いま、ひまわりではパンやクッキーを作ってますが、これは人と繋がる為のツールだと思っているんです。物を売ることで声をかける、障害を持ったひまわりの子たちが笑顔で配達をする、それを見て障害を持っていてもこんなに明るく笑えるんだということを知っていただく。職員も家族もだれもいなくなった時、一度でも顔を見た方ってSOSを出しやすいと思うんですよ。知っている方を増やしていく。障害を持っていてもこの気仙沼という地域で暮らしていく基盤を作ってあげたい。それが甘い香りのするクッキーだったり、香ばしい香りのするパンだったり。そうやって美味しいものを通していろんな人とつながっていく。金銭だけでなく自分がこれから生きていく、そういう輪を広げてくれたらなと思っています。今では気仙沼市内の企業さんであったりとか、行政機関であったりとか、17か所に訪問させていただいてます。そこで、ダウン症って何?自閉症って何?ということ以前に、ひまわりの利用者さんはいつも笑っているよね、楽しそうだよねって存在を知っていただく。私はそういった活動を通して障害に対する偏見を取り除いてあげたいと思っています。こんなにも屈託なく一生懸命頑張っているんですよ、笑っているんですよってたくさんの人に知っていただくためのツールがクッキーやパンなんだと思っています。

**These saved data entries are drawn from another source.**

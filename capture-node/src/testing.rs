//! Fakes shared by the unit tests.

use async_trait::async_trait;
use bytes::Bytes;
use image::codecs::jpeg::JpegEncoder;
use image::ColorType;
use std::collections::HashMap;
use std::sync::atomic::{AtomicUsize, Ordering};
use std::sync::{Arc, Mutex};
use std::time::Duration;

use crate::error::{CaptureError, Result};
use crate::media::{
    CodecDescriptor, CodecDescriptors, Demuxer, DemuxerFactory, Packet, Unit, VideoCodec,
};
use crate::writer::Writer;

#[derive(Debug, Clone, Copy)]
pub enum Script {
    /// `n` numbered packets, then end of stream.
    Finite(u64),
    /// Numbered packets until cancelled.
    Endless,
    /// `n` small JPEG packets, then end of stream.
    Jpeg(u64),
    /// Fails to open.
    Unavailable,
    /// Ends at once, then never finishes closing.
    StuckOnClose,
}

pub struct ScriptedFactory {
    default: Script,
    routes: HashMap<String, Script>,
    pub closes: Arc<AtomicUsize>,
}

impl ScriptedFactory {
    pub fn new(default: Script) -> Self {
        Self {
            default,
            routes: HashMap::new(),
            closes: Arc::new(AtomicUsize::new(0)),
        }
    }

    pub fn finite(units: u64) -> Self {
        Self::new(Script::Finite(units))
    }

    pub fn endless() -> Self {
        Self::new(Script::Endless)
    }

    pub fn unavailable() -> Self {
        Self::new(Script::Unavailable)
    }

    pub fn route(mut self, url: &str, script: Script) -> Self {
        self.routes.insert(url.to_string(), script);
        self
    }
}

impl DemuxerFactory for ScriptedFactory {
    fn create(&self, url: &str) -> Result<Box<dyn Demuxer>> {
        let script = self.routes.get(url).copied().unwrap_or(self.default);
        Ok(Box::new(ScriptedDemuxer {
            script,
            next: 0,
            closes: self.closes.clone(),
        }))
    }
}

pub struct ScriptedDemuxer {
    script: Script,
    next: u64,
    closes: Arc<AtomicUsize>,
}

pub fn tiny_jpeg() -> Bytes {
    let mut out = Vec::new();
    JpegEncoder::new_with_quality(&mut out, 80)
        .encode(&vec![120u8; 32 * 24 * 3], 32, 24, ColorType::Rgb8)
        .unwrap();
    Bytes::from(out)
}

#[async_trait]
impl Demuxer for ScriptedDemuxer {
    async fn open(&mut self, url: &str) -> Result<CodecDescriptors> {
        let codec = match self.script {
            Script::Unavailable => {
                return Err(CaptureError::SourceUnavailable(format!("{} refused", url)))
            }
            Script::Jpeg(_) => VideoCodec::Mjpeg,
            Script::Finite(_) | Script::Endless | Script::StuckOnClose => VideoCodec::Other,
        };
        Ok(CodecDescriptors::single(CodecDescriptor {
            codec,
            width: 32,
            height: 24,
            framerate: Some(10),
            caps: None,
            header: Bytes::new(),
        }))
    }

    async fn read_unit(&mut self) -> Result<Unit> {
        let index = self.next;
        let data = match self.script {
            Script::Finite(n) if index >= n => return Err(CaptureError::EndOfStream),
            Script::Jpeg(n) if index >= n => return Err(CaptureError::EndOfStream),
            Script::Jpeg(_) => tiny_jpeg(),
            Script::Endless => {
                tokio::task::yield_now().await;
                Bytes::copy_from_slice(&index.to_be_bytes())
            }
            Script::Finite(_) => Bytes::copy_from_slice(&index.to_be_bytes()),
            Script::StuckOnClose => return Err(CaptureError::EndOfStream),
            Script::Unavailable => return Err(CaptureError::ReadError("not open".to_string())),
        };
        self.next += 1;
        Ok(Unit::Packet(Packet {
            data,
            pts: Some(Duration::from_millis(index * 100)),
            duration: Some(Duration::from_millis(100)),
            keyframe: true,
        }))
    }

    async fn close(&mut self) -> Result<()> {
        self.closes.fetch_add(1, Ordering::SeqCst);
        if let Script::StuckOnClose = self.script {
            std::future::pending::<()>().await;
        }
        Ok(())
    }
}

/// Counters a [`RecordingWriter`] reports into.
#[derive(Clone, Default)]
pub struct WriterProbe {
    pub seen_units: Arc<Mutex<Vec<u64>>>,
    pub opens: Arc<AtomicUsize>,
    pub closes: Arc<AtomicUsize>,
}

impl WriterProbe {
    pub fn seen(&self) -> Vec<u64> {
        self.seen_units.lock().unwrap().clone()
    }
}

pub struct RecordingWriter {
    probe: WriterProbe,
    fail_open: bool,
    fail_writes: bool,
}

impl RecordingWriter {
    pub fn new(probe: &WriterProbe) -> Self {
        Self {
            probe: probe.clone(),
            fail_open: false,
            fail_writes: false,
        }
    }

    pub fn failing_open(mut self) -> Self {
        self.fail_open = true;
        self
    }

    pub fn failing_writes(mut self) -> Self {
        self.fail_writes = true;
        self
    }
}

#[async_trait]
impl Writer for RecordingWriter {
    fn name(&self) -> &str {
        "recording"
    }

    async fn open(&mut self, _descriptors: &CodecDescriptors) -> Result<()> {
        if self.fail_open {
            return Err(CaptureError::WriterError("disk full".to_string()));
        }
        self.probe.opens.fetch_add(1, Ordering::SeqCst);
        Ok(())
    }

    async fn write(&mut self, unit: &Unit) -> Result<()> {
        if self.fail_writes {
            return Err(CaptureError::WriterError("disk full".to_string()));
        }
        if let Unit::Packet(packet) = unit {
            let mut index = [0u8; 8];
            let len = packet.data.len().min(8);
            index[8 - len..].copy_from_slice(&packet.data[..len]);
            self.probe.seen_units.lock().unwrap().push(u64::from_be_bytes(index));
        }
        Ok(())
    }

    async fn close(&mut self) -> Result<()> {
        self.probe.closes.fetch_add(1, Ordering::SeqCst);
        Ok(())
    }
}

ひとりでは絶対に生きていけない方々、でも誰かの手助けが少しでもあれば輝けるんですよ。笑えるんですよ。知らないと掛けられない声も知っていれば掛けられる。

 

コミュニケーションが大事で、それが防災にもつながっていきますよね。

私は防災にはそれが一番大事だと思います。ろうそくや電気も大事ですが、人に助けてと言えること、それと何があっても安心して集まれる場所がある、それが一番防災に繋がると思います。